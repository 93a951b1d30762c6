use std::collections::BTreeSet;

use chrono::{DateTime, Duration, Utc};
use serde::{Deserialize, Serialize};
use uuid::Uuid;

use crate::constants::{KDF_CONTEXT_DIRECT_CONVERSATION, ONLINE_THRESHOLD_SECS};
use crate::topic::Topic;

/// Stable participant identity: `<vendor id>-<hostname>`, unique per device.
#[derive(Debug, Clone, Serialize, Deserialize, PartialEq, Eq, Hash, PartialOrd, Ord)]
pub struct ParticipantId(pub String);

impl ParticipantId {
    pub fn new(id: impl Into<String>) -> Self {
        Self(id.into())
    }

    pub fn as_str(&self) -> &str {
        &self.0
    }
}

impl std::fmt::Display for ParticipantId {
    fn fmt(&self, f: &mut std::fmt::Formatter<'_>) -> std::fmt::Result {
        f.write_str(&self.0)
    }
}

/// Caller-generated, globally unique message identifier.
#[derive(Debug, Clone, Copy, Serialize, Deserialize, PartialEq, Eq, Hash, PartialOrd, Ord)]
pub struct MessageId(pub Uuid);

impl MessageId {
    pub fn new() -> Self {
        Self(Uuid::new_v4())
    }
}

impl Default for MessageId {
    fn default() -> Self {
        Self::new()
    }
}

impl std::fmt::Display for MessageId {
    fn fmt(&self, f: &mut std::fmt::Formatter<'_>) -> std::fmt::Result {
        write!(f, "{}", self.0)
    }
}

#[derive(Debug, Clone, Serialize, Deserialize, PartialEq, Eq, Hash, PartialOrd, Ord)]
pub struct ConversationId(pub String);

impl ConversationId {
    /// Fresh random id, used when creating a group conversation.
    pub fn new() -> Self {
        Self(Uuid::new_v4().to_string())
    }

    /// Deterministic id of the one-to-one conversation between two participants.
    ///
    /// Both ends derive the same value regardless of argument order, so a
    /// direct chat needs no negotiation before the first message.
    pub fn direct(a: &ParticipantId, b: &ParticipantId) -> Self {
        let (lo, hi) = if a <= b { (a, b) } else { (b, a) };
        let mut hasher = blake3::Hasher::new_derive_key(KDF_CONTEXT_DIRECT_CONVERSATION);
        hasher.update(lo.as_str().as_bytes());
        hasher.update(&[0u8]);
        hasher.update(hi.as_str().as_bytes());
        let hash = hasher.finalize();
        Self(format!("dm-{}", hex::encode(&hash.as_bytes()[..16])))
    }

    pub fn as_str(&self) -> &str {
        &self.0
    }
}

impl Default for ConversationId {
    fn default() -> Self {
        Self::new()
    }
}

impl std::fmt::Display for ConversationId {
    fn fmt(&self, f: &mut std::fmt::Formatter<'_>) -> std::fmt::Result {
        f.write_str(&self.0)
    }
}

/// A known peer (or the local user).
///
/// Liveness fields are only ever written by the presence tracker.
#[derive(Debug, Clone, Serialize, Deserialize, PartialEq, Eq)]
pub struct Participant {
    pub id: ParticipantId,
    pub display_name: Option<String>,
    /// Avatar reference (URL or blob hash), never the image itself
    pub avatar: Option<String>,
    pub last_seen: Option<DateTime<Utc>>,
    pub topics: BTreeSet<Topic>,
}

impl Participant {
    pub fn new(id: ParticipantId) -> Self {
        Self {
            id,
            display_name: None,
            avatar: None,
            last_seen: None,
            topics: BTreeSet::new(),
        }
    }

    pub fn with_display_name(mut self, name: Option<String>) -> Self {
        self.display_name = name;
        self
    }

    /// Online iff the last announcement is younger than `threshold`.
    pub fn is_online_within(&self, now: DateTime<Utc>, threshold: Duration) -> bool {
        match self.last_seen {
            Some(seen) => now.signed_duration_since(seen) < threshold,
            None => false,
        }
    }

    pub fn is_online(&self, now: DateTime<Utc>) -> bool {
        self.is_online_within(now, Duration::seconds(ONLINE_THRESHOLD_SECS as i64))
    }

    /// Display name, falling back to the participant id.
    pub fn label(&self) -> &str {
        self.display_name.as_deref().unwrap_or(self.id.as_str())
    }
}

#[cfg(test)]
mod tests {
    use super::*;

    #[test]
    fn test_direct_conversation_id_is_symmetric() {
        let alice = ParticipantId::new("A1B2-alice.local");
        let bob = ParticipantId::new("C3D4-bob.local");

        let ab = ConversationId::direct(&alice, &bob);
        let ba = ConversationId::direct(&bob, &alice);
        assert_eq!(ab, ba);
        assert!(ab.as_str().starts_with("dm-"));
        assert_eq!(ab.as_str().len(), 3 + 32);
    }

    #[test]
    fn test_direct_conversation_id_differs_per_pair() {
        let alice = ParticipantId::new("alice");
        let bob = ParticipantId::new("bob");
        let carol = ParticipantId::new("carol");

        assert_ne!(
            ConversationId::direct(&alice, &bob),
            ConversationId::direct(&alice, &carol)
        );
    }

    #[test]
    fn test_direct_conversation_id_not_ambiguous_on_concatenation() {
        let a = ConversationId::direct(&ParticipantId::new("ab"), &ParticipantId::new("c"));
        let b = ConversationId::direct(&ParticipantId::new("a"), &ParticipantId::new("bc"));
        assert_ne!(a, b);
    }

    #[test]
    fn test_participant_online_threshold() {
        let now = Utc::now();
        let mut p = Participant::new(ParticipantId::new("peer"));
        assert!(!p.is_online(now));

        p.last_seen = Some(now - Duration::seconds(299));
        assert!(p.is_online(now));

        p.last_seen = Some(now - Duration::seconds(300));
        assert!(!p.is_online(now));
    }

    #[test]
    fn test_participant_label() {
        let p = Participant::new(ParticipantId::new("vendor-host"));
        assert_eq!(p.label(), "vendor-host");
        let p = p.with_display_name(Some("Ihor".into()));
        assert_eq!(p.label(), "Ihor");
    }
}
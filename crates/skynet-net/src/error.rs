use thiserror::Error;

use skynet_shared::{MessageId, ProtocolError, Topic};

/// Errors surfaced by a transport channel.
#[derive(Error, Debug)]
pub enum ChannelError {
    /// Fatal for the channel: it has transitioned to `Stopped`.
    #[error("Socket error: {0}")]
    Socket(#[from] std::io::Error),

    /// The envelope could not be put on the wire (usually: too large).
    #[error("Encoding error: {0}")]
    Encoding(#[from] ProtocolError),

    #[error("Channel closed")]
    ChannelClosed,

    #[error("No acknowledgement for message {message_id} after {attempts} attempts")]
    DeliveryTimeout { message_id: MessageId, attempts: u32 },

    #[error("Topic {0} does not support reliable delivery")]
    NotReliable(Topic),
}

· · · · · · ·

Exercise brief:
From the first line to the last, retype the records exactly.

Output of the task:
repository 93a951b1d30762c6
use std::collections::BTreeSet;

use chrono::{DateTime, Duration, Utc};
use serde::{Deserialize, Serialize};
use uuid::Uuid;

use crate::constants::{KDF_CONTEXT_DIRECT_CONVERSATION, ONLINE_THRESHOLD_SECS};
use crate::topic::Topic;

/// Stable participant identity: `<vendor id>-<hostname>`, unique per device.
#[derive(Debug, Clone, Serialize, Deserialize, PartialEq, Eq, Hash, PartialOrd, Ord)]
pub struct ParticipantId(pub String);

impl ParticipantId {
    pub fn new(id: impl Into<String>) -> Self {
        Self(id.into())
    }

    pub fn as_str(&self) -> &str {
        &self.0
    }
}

impl std::fmt::Display for ParticipantId {
    fn fmt(&self, f: &mut std::fmt::Formatter<'_>) -> std::fmt::Result {
        f.write_str(&self.0)
    }
}

/// Caller-generated, globally unique message identifier.
#[derive(Debug, Clone, Copy, Serialize, Deserialize, PartialEq, Eq, Hash, PartialOrd, Ord)]
pub struct MessageId(pub Uuid);

impl MessageId {
    pub fn new() -> Self {
        Self(Uuid::new_v4())
    }
}

impl Default for MessageId {
    fn default() -> Self {
        Self::new()
    }
}

impl std::fmt::Display for MessageId {
    fn fmt(&self, f: &mut std::fmt::Formatter<'_>) -> std::fmt::Result {
        write!(f, "{}", self.0)
    }
}

#[derive(Debug, Clone, Serialize, Deserialize, PartialEq, Eq, Hash, PartialOrd, Ord)]
pub struct ConversationId(pub String);

impl ConversationId {
    /// Fresh random id, used when creating a group conversation.
    pub fn new() -> Self {
        Self(Uuid::new_v4().to_string())
    }

    /// Deterministic id of the one-to-one conversation between two participants.
    ///
    /// Both ends derive the same value regardless of argument order, so a
    /// direct chat needs no negotiation before the first message.
    pub fn direct(a: &ParticipantId, b: &ParticipantId) -> Self {
        let (lo, hi) = if a <= b { (a, b) } else { (b, a) };
        let mut hasher = blake3::Hasher::new_derive_key(KDF_CONTEXT_DIRECT_CONVERSATION);
        hasher.update(lo.as_str().as_bytes());
        hasher.update(&[0u8]);
        hasher.update(hi.as_str().as_bytes());
        let hash = hasher.finalize();
        Self(format!("dm-{}", hex::encode(&hash.as_bytes()[..16])))
    }

    pub fn as_str(&self) -> &str {
        &self.0
    }
}

impl Default for ConversationId {
    fn default() -> Self {
        Self::new()
    }
}

impl std::fmt::Display for ConversationId {
    fn fmt(&self, f: &mut std::fmt::Formatter<'_>) -> std::fmt::Result {
        f.write_str(&self.0)
    }
}

/// A known peer (or the local user).
///
/// Liveness fields are only ever written by the presence tracker.
#[derive(Debug, Clone, Serialize, Deserialize, PartialEq, Eq)]
pub struct Participant {
    pub id: ParticipantId,
    pub display_name: Option<String>,
    /// Avatar reference (URL or blob hash), never the image itself
    pub avatar: Option<String>,
    pub last_seen: Option<DateTime<Utc>>,
    pub topics: BTreeSet<Topic>,
}

impl Participant {
    pub fn new(id: ParticipantId) -> Self {
        Self {
            id,
            display_name: None,
            avatar: None,
            last_seen: None,
            topics: BTreeSet::new(),
        }
    }

    pub fn with_display_name(mut self, name: Option<String>) -> Self {
        self.display_name = name;
        self
    }

    /// Online iff the last announcement is younger than `threshold`.
    pub fn is_online_within(&self, now: DateTime<Utc>, threshold: Duration) -> bool {
        match self.last_seen {
            Some(seen) => now.signed_duration_since(seen) < threshold,
            None => false,
        }
    }

    pub fn is_online(&self, now: DateTime<Utc>) -> bool {
        self.is_online_within(now, Duration::seconds(ONLINE_THRESHOLD_SECS as i64))
    }

    /// Display name, falling back to the participant id.
    pub fn label(&self) -> &str {
        self.display_name.as_deref().unwrap_or(self.id.as_str())
    }
}

#[cfg(test)]
mod tests {
    use super::*;

    #[test]
    fn test_direct_conversation_id_is_symmetric() {
        let alice = ParticipantId::new("A1B2-alice.local");
        let bob = ParticipantId::new("C3D4-bob.local");

        let ab = ConversationId::direct(&alice, &bob);
        let ba = ConversationId::direct(&bob, &alice);
        assert_eq!(ab, ba);
        assert!(ab.as_str().starts_with("dm-"));
        assert_eq!(ab.as_str().len(), 3 + 32);
    }

    #[test]
    fn test_direct_conversation_id_differs_per_pair() {
        let alice = ParticipantId::new("alice");
        let bob = ParticipantId::new("bob");
        let carol = ParticipantId::new("carol");

        assert_ne!(
            ConversationId::direct(&alice, &bob),
            ConversationId::direct(&alice, &carol)
        );
    }

    #[test]
    fn test_direct_conversation_id_not_ambiguous_on_concatenation() {
        let a = ConversationId::direct(&ParticipantId::new("ab"), &ParticipantId::new("c"));
        let b = ConversationId::direct(&ParticipantId::new("a"), &ParticipantId::new("bc"));
        assert_ne!(a, b);
    }

    #[test]
    fn test_participant_online_threshold() {
        let now = Utc::now();
        let mut p = Participant::new(ParticipantId::new("peer"));
        assert!(!p.is_online(now));

        p.last_seen = Some(now - Duration::seconds(299));
        assert!(p.is_online(now));

        p.last_seen = Some(now - Duration::seconds(300));
        assert!(!p.is_online(now));
    }

    #[test]
    fn test_participant_label() {
        let p = Participant::new(ParticipantId::new("vendor-host"));
        assert_eq!(p.label(), "vendor-host");
        let p = p.with_display_name(Some("Ihor".into()));
        assert_eq!(p.label(), "Ihor");
    }
}
filename crates/skynet-net/src/error.rs
use thiserror::Error;

use skynet_shared::{MessageId, ProtocolError, Topic};

/// Errors surfaced by a transport channel.
#[derive(Error, Debug)]
pub enum ChannelError {
    /// Fatal for the channel: it has transitioned to `Stopped`.
    #[error("Socket error: {0}")]
    Socket(#[from] std::io::Error),

    /// The envelope could not be put on the wire (usually: too large).
    #[error("Encoding error: {0}")]
    Encoding(#[from] ProtocolError),

    #[error("Channel closed")]
    ChannelClosed,

    #[error("No acknowledgement for message {message_id} after {attempts} attempts")]
    DeliveryTimeout { message_id: MessageId, attempts: u32 },

    #[error("Topic {0} does not support reliable delivery")]
    NotReliable(Topic),
}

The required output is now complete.